**Instructions for the task:** The lines from the top of the data down to the line with "EnvFilter::builder()" should be repeated exactly, both ends included.

══ Supplied material ══

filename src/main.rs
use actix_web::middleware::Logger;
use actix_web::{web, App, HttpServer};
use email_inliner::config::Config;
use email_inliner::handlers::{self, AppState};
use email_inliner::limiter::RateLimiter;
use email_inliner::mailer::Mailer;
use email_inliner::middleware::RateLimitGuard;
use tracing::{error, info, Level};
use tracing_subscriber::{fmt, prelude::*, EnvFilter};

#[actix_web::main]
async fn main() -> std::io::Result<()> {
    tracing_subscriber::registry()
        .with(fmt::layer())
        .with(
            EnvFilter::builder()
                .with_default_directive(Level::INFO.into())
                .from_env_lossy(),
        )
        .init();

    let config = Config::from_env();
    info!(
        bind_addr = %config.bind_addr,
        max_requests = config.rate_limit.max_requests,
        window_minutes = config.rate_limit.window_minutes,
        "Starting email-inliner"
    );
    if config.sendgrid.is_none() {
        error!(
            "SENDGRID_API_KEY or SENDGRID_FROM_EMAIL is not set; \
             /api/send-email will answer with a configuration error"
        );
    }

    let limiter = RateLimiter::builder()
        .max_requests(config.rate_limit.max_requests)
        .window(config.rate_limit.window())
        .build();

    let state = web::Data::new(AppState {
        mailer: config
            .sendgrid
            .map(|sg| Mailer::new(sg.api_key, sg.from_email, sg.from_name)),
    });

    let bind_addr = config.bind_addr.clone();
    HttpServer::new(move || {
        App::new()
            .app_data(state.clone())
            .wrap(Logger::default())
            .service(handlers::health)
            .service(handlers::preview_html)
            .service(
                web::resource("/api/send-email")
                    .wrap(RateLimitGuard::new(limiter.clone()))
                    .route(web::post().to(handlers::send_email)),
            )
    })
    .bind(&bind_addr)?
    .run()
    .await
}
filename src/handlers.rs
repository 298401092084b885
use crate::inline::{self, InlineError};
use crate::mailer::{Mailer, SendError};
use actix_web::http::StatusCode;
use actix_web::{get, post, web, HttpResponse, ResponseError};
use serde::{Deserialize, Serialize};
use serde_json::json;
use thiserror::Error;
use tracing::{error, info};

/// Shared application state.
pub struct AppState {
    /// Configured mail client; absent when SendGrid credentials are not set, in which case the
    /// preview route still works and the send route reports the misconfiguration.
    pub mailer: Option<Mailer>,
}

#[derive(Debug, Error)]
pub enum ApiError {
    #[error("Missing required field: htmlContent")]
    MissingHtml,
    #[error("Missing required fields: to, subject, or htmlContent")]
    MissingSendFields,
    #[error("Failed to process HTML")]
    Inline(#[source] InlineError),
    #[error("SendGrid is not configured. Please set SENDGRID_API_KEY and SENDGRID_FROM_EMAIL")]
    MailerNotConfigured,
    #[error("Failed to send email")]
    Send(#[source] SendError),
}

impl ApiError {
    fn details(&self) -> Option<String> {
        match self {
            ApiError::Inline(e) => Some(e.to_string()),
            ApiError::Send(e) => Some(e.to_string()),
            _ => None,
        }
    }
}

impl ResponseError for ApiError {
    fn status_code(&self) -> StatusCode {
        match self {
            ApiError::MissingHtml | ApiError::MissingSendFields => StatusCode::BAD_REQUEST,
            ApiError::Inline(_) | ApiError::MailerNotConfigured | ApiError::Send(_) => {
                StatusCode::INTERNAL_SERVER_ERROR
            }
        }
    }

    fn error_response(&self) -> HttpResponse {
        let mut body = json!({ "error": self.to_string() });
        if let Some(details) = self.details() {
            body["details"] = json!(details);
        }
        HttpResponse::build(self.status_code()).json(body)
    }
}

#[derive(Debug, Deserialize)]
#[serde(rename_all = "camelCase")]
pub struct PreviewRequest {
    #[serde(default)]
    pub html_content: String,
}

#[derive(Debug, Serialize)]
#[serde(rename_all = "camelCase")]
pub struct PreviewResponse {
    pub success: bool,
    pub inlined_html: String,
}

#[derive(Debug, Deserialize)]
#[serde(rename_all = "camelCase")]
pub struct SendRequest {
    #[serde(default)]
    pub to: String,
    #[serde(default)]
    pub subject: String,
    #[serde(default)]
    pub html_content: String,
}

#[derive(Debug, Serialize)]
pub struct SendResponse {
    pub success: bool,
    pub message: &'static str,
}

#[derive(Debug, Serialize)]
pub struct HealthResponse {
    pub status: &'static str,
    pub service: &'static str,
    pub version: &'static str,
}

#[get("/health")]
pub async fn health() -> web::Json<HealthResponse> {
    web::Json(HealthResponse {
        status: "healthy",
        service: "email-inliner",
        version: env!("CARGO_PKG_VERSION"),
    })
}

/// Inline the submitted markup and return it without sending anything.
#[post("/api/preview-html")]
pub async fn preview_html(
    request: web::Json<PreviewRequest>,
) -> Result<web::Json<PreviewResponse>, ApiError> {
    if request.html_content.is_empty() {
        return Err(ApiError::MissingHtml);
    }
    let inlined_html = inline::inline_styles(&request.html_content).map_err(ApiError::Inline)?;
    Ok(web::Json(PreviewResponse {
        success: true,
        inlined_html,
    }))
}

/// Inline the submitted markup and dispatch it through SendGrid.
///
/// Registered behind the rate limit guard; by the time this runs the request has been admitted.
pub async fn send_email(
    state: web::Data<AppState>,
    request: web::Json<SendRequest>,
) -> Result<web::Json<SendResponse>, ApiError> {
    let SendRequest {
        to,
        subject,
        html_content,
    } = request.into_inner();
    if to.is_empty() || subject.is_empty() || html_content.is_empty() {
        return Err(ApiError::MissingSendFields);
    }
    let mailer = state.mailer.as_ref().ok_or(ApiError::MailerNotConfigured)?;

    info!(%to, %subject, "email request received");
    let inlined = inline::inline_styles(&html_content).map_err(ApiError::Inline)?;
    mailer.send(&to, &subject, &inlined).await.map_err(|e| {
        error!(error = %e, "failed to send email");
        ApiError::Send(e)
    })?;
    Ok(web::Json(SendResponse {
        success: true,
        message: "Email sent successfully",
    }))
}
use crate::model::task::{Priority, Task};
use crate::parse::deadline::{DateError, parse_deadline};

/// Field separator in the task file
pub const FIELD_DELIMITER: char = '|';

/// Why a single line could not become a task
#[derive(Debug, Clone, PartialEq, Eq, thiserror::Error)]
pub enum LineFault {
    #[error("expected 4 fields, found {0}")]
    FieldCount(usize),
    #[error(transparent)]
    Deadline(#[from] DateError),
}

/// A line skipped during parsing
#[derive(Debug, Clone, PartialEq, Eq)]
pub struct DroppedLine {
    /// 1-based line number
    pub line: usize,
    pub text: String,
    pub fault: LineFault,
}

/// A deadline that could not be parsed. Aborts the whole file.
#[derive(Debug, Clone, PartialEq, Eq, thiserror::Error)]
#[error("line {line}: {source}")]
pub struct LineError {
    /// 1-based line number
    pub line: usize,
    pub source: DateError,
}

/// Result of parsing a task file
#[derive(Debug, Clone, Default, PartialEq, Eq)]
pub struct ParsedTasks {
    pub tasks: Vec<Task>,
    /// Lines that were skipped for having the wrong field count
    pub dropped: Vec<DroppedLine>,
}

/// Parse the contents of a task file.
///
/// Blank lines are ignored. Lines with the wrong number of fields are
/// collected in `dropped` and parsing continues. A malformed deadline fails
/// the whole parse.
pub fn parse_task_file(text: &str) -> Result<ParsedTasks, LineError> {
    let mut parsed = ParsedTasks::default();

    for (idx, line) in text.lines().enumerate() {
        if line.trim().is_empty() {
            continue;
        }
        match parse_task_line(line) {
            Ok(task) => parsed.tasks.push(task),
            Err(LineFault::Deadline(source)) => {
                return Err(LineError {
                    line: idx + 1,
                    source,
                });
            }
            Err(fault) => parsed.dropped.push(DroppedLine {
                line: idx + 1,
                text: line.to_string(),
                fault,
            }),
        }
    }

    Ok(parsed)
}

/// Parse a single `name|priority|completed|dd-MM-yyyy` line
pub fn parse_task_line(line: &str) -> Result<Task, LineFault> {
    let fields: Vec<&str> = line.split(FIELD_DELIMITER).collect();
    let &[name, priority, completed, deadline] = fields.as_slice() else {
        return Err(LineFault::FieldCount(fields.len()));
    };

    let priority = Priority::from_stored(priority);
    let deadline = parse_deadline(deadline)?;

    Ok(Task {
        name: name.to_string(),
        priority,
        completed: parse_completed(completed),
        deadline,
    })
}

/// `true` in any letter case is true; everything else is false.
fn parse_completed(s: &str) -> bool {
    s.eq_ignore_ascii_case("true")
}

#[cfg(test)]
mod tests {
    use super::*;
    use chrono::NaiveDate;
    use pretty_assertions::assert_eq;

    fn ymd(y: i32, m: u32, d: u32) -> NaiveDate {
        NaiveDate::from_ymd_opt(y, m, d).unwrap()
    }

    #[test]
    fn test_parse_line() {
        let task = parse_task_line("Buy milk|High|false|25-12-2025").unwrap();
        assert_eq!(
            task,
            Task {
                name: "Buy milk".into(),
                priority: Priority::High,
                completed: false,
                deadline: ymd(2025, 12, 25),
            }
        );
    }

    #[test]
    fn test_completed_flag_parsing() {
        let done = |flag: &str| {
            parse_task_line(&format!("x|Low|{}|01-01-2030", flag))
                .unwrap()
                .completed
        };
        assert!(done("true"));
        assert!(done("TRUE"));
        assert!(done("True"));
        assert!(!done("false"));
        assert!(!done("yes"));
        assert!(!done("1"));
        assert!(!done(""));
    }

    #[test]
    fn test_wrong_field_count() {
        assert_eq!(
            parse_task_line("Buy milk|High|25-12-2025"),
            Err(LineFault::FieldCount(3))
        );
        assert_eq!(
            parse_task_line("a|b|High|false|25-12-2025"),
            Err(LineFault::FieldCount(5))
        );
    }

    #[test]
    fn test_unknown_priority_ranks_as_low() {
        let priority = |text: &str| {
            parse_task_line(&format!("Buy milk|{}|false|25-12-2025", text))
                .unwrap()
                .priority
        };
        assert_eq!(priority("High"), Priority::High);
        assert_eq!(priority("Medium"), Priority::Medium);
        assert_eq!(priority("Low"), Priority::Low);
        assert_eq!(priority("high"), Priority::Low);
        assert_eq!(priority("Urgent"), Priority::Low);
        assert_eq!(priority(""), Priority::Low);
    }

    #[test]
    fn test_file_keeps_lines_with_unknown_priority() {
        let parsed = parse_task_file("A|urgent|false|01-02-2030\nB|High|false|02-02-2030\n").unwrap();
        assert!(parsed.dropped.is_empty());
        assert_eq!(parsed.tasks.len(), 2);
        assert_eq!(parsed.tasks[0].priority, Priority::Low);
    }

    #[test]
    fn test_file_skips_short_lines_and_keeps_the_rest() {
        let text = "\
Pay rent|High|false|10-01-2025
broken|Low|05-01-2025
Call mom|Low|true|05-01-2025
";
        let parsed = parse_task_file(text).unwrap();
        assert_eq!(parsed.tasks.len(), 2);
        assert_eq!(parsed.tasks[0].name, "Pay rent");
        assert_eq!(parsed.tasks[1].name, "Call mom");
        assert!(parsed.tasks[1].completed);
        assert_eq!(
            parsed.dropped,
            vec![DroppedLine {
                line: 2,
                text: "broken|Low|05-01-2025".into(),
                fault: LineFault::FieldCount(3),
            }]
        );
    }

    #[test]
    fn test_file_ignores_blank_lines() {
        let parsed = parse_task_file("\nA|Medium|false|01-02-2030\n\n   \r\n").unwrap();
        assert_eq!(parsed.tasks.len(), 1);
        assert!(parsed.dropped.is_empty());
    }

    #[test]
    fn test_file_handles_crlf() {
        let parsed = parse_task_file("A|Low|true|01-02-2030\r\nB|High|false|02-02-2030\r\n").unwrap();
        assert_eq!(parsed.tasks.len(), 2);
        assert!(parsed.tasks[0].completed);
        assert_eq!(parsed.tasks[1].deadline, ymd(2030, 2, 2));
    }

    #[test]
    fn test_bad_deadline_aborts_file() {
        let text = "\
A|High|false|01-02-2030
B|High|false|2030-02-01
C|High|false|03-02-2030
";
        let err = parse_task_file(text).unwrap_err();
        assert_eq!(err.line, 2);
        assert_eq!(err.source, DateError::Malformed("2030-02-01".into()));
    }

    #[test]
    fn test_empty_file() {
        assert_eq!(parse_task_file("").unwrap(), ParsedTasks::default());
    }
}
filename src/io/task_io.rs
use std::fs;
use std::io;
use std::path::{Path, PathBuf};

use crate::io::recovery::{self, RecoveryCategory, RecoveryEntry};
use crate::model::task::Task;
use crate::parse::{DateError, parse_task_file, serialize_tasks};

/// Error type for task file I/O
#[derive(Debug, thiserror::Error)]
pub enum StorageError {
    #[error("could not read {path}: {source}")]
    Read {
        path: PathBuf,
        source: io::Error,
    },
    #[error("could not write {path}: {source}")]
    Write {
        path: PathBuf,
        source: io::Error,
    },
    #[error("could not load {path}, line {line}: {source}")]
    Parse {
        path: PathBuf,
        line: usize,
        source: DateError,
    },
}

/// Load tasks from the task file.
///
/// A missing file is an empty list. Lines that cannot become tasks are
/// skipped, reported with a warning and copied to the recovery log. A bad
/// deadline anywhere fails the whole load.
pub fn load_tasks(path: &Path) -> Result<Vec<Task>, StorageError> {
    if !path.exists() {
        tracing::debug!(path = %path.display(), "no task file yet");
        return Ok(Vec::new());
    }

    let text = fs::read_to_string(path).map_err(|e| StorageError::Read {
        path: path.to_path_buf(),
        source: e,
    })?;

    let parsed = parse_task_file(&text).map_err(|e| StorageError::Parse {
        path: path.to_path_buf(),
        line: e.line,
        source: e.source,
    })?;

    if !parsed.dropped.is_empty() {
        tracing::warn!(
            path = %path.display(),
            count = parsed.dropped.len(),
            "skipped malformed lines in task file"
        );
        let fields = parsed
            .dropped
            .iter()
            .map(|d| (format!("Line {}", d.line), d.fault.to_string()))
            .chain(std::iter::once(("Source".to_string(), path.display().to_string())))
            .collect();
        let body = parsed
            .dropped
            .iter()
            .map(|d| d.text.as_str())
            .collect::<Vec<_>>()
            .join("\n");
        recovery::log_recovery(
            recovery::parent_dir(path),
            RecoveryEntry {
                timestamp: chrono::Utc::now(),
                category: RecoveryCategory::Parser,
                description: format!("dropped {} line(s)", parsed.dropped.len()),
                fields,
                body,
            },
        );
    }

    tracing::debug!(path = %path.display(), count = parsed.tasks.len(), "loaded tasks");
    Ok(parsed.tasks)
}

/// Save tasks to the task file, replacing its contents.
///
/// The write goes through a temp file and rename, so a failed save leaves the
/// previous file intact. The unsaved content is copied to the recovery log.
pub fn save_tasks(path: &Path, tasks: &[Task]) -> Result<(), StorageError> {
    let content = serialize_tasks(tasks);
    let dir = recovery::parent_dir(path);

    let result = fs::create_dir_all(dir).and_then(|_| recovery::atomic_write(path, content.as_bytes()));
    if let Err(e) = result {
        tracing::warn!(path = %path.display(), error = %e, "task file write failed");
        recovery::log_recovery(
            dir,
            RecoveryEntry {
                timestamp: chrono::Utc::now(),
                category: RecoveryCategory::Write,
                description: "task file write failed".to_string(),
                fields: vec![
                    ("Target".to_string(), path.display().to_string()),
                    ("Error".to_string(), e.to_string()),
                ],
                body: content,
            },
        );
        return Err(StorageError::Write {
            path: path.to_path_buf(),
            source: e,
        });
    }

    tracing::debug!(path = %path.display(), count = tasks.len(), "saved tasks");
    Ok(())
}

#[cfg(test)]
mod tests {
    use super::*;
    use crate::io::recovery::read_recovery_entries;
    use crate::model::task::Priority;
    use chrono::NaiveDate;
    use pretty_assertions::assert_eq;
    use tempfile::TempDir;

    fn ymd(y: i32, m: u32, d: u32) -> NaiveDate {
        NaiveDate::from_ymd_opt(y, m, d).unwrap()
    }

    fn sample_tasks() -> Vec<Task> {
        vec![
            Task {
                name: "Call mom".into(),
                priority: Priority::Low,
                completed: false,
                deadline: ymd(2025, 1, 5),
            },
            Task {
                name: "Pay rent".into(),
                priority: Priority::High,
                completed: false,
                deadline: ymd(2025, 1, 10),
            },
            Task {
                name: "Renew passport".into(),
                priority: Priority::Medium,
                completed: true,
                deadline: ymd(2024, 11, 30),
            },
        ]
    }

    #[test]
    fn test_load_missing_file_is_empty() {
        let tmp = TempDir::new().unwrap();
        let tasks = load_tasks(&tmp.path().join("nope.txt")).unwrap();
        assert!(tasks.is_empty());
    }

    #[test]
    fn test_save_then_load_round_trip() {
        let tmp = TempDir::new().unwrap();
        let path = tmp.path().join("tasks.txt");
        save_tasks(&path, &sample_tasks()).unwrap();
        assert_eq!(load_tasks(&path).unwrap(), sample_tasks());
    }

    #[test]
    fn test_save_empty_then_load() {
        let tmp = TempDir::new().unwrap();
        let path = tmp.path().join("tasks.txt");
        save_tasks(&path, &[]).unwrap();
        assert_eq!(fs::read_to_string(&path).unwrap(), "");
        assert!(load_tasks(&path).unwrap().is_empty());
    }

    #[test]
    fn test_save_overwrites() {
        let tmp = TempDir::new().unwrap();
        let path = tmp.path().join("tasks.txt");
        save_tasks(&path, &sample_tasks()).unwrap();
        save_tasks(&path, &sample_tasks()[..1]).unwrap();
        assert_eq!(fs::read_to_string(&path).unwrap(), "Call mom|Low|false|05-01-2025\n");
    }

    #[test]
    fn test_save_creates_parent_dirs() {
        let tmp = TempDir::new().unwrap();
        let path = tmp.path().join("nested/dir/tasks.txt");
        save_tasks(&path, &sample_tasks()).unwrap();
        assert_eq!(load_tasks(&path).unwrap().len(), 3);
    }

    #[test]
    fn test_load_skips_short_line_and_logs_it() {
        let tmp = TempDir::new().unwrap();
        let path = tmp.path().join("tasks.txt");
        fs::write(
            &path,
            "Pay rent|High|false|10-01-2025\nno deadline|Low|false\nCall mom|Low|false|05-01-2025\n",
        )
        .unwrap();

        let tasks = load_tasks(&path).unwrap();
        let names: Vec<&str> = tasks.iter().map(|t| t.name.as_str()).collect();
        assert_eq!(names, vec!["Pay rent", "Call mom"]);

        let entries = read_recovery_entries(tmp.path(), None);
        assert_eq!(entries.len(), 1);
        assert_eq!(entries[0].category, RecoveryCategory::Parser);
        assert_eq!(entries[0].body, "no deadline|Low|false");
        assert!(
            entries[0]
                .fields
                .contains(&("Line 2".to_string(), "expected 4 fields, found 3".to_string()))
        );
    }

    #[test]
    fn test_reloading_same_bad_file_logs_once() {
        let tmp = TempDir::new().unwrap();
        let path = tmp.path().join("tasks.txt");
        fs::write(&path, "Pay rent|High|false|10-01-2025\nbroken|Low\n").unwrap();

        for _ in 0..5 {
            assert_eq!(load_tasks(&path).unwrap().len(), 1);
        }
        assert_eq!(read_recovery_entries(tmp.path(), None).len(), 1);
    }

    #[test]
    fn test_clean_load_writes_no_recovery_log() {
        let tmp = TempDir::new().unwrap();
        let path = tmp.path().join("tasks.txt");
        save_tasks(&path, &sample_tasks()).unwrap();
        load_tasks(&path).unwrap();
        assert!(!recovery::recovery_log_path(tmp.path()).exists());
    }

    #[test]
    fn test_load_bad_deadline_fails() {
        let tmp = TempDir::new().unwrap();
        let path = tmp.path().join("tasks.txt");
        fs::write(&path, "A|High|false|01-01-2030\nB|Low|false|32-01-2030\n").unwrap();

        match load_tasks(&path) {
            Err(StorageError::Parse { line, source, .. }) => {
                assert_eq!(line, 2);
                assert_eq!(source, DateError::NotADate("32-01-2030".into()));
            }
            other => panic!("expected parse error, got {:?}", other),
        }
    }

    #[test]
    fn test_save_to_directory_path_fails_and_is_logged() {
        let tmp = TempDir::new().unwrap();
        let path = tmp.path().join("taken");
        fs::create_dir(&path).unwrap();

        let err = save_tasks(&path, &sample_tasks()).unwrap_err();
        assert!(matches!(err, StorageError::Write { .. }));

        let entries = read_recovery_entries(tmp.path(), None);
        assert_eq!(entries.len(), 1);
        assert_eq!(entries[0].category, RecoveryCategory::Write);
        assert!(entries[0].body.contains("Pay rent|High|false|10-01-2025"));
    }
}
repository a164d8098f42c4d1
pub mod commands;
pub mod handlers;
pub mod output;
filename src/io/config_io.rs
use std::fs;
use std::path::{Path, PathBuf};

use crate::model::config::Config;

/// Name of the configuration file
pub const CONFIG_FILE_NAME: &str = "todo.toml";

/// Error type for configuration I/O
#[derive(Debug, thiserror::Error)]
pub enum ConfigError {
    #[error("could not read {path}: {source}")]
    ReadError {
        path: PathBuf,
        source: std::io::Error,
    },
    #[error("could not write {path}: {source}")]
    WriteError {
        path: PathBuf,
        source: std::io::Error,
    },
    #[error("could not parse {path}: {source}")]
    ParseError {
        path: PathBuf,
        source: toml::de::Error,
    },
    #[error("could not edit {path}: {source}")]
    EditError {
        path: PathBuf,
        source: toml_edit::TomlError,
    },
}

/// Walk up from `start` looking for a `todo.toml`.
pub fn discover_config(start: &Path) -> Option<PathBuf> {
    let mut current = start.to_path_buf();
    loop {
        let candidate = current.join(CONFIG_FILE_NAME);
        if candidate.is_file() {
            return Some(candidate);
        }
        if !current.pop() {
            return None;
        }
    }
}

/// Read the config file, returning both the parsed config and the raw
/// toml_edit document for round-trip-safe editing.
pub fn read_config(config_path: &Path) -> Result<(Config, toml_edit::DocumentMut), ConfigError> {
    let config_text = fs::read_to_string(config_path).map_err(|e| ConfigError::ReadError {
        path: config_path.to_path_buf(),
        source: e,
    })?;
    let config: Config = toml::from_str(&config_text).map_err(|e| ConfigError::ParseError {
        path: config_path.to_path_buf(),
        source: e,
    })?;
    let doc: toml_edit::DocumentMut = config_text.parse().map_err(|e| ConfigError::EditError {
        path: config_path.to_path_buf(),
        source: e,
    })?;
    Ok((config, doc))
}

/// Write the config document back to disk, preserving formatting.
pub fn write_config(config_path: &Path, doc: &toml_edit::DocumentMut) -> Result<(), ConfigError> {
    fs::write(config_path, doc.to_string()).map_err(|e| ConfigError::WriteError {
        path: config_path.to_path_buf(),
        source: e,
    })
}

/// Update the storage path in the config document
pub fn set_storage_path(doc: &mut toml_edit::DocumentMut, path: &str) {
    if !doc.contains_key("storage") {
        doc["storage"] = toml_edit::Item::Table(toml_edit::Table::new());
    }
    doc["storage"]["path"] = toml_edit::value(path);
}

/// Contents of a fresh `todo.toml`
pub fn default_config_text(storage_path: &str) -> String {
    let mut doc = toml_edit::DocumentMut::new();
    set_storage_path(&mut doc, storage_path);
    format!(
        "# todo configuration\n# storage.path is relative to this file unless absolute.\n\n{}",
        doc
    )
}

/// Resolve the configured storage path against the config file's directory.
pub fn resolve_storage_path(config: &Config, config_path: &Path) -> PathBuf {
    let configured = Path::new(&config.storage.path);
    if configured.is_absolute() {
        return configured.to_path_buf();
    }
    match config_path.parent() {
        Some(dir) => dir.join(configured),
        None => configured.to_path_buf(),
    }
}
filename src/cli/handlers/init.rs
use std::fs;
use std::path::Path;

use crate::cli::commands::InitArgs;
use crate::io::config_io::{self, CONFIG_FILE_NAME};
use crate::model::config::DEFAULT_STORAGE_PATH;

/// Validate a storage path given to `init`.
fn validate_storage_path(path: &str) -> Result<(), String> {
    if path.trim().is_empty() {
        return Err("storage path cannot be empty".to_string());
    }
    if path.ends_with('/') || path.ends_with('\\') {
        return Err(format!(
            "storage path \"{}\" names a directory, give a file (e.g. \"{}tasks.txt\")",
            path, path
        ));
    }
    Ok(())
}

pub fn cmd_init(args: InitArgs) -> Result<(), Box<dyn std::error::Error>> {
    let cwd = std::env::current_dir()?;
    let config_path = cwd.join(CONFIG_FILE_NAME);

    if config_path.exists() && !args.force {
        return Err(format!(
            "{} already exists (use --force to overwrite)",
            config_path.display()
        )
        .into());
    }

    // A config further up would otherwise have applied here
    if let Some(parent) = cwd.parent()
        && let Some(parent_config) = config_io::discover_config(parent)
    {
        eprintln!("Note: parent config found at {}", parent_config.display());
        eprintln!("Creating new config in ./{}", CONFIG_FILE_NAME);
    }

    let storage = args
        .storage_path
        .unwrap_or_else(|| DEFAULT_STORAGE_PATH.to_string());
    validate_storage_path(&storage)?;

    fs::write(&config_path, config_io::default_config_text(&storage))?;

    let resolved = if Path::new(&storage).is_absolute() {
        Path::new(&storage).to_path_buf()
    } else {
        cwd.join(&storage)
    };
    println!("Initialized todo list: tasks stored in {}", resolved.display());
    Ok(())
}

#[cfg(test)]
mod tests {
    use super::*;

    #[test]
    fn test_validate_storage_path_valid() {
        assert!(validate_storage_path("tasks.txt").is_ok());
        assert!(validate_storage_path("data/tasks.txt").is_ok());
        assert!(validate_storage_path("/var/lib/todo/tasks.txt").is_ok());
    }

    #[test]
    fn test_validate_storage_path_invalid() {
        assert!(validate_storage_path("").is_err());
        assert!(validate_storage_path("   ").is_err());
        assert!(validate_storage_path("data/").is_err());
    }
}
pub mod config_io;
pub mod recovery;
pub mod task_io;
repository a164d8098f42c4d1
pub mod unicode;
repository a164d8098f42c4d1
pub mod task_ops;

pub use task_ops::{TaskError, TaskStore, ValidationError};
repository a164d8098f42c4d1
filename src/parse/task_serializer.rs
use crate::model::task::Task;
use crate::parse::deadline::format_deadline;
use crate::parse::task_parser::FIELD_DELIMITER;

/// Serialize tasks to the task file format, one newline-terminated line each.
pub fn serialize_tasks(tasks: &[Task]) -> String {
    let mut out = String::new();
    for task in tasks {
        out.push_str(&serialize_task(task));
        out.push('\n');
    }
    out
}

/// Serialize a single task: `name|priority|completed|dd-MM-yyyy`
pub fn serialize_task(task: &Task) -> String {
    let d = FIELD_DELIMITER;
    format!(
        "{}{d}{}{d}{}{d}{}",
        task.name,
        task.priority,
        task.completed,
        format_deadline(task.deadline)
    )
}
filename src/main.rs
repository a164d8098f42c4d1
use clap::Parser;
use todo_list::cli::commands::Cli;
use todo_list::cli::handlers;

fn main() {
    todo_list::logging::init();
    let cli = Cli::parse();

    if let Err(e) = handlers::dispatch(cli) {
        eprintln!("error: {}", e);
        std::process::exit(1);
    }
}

═══

**Final answer:**
filename src/main.rs
use actix_web::middleware::Logger;
use actix_web::{web, App, HttpServer};
use email_inliner::config::Config;
use email_inliner::handlers::{self, AppState};
use email_inliner::limiter::RateLimiter;
use email_inliner::mailer::Mailer;
use email_inliner::middleware::RateLimitGuard;
use tracing::{error, info, Level};
use tracing_subscriber::{fmt, prelude::*, EnvFilter};

#[actix_web::main]
async fn main() -> std::io::Result<()> {
    tracing_subscriber::registry()
        .with(fmt::layer())
        .with(
            EnvFilter::builder()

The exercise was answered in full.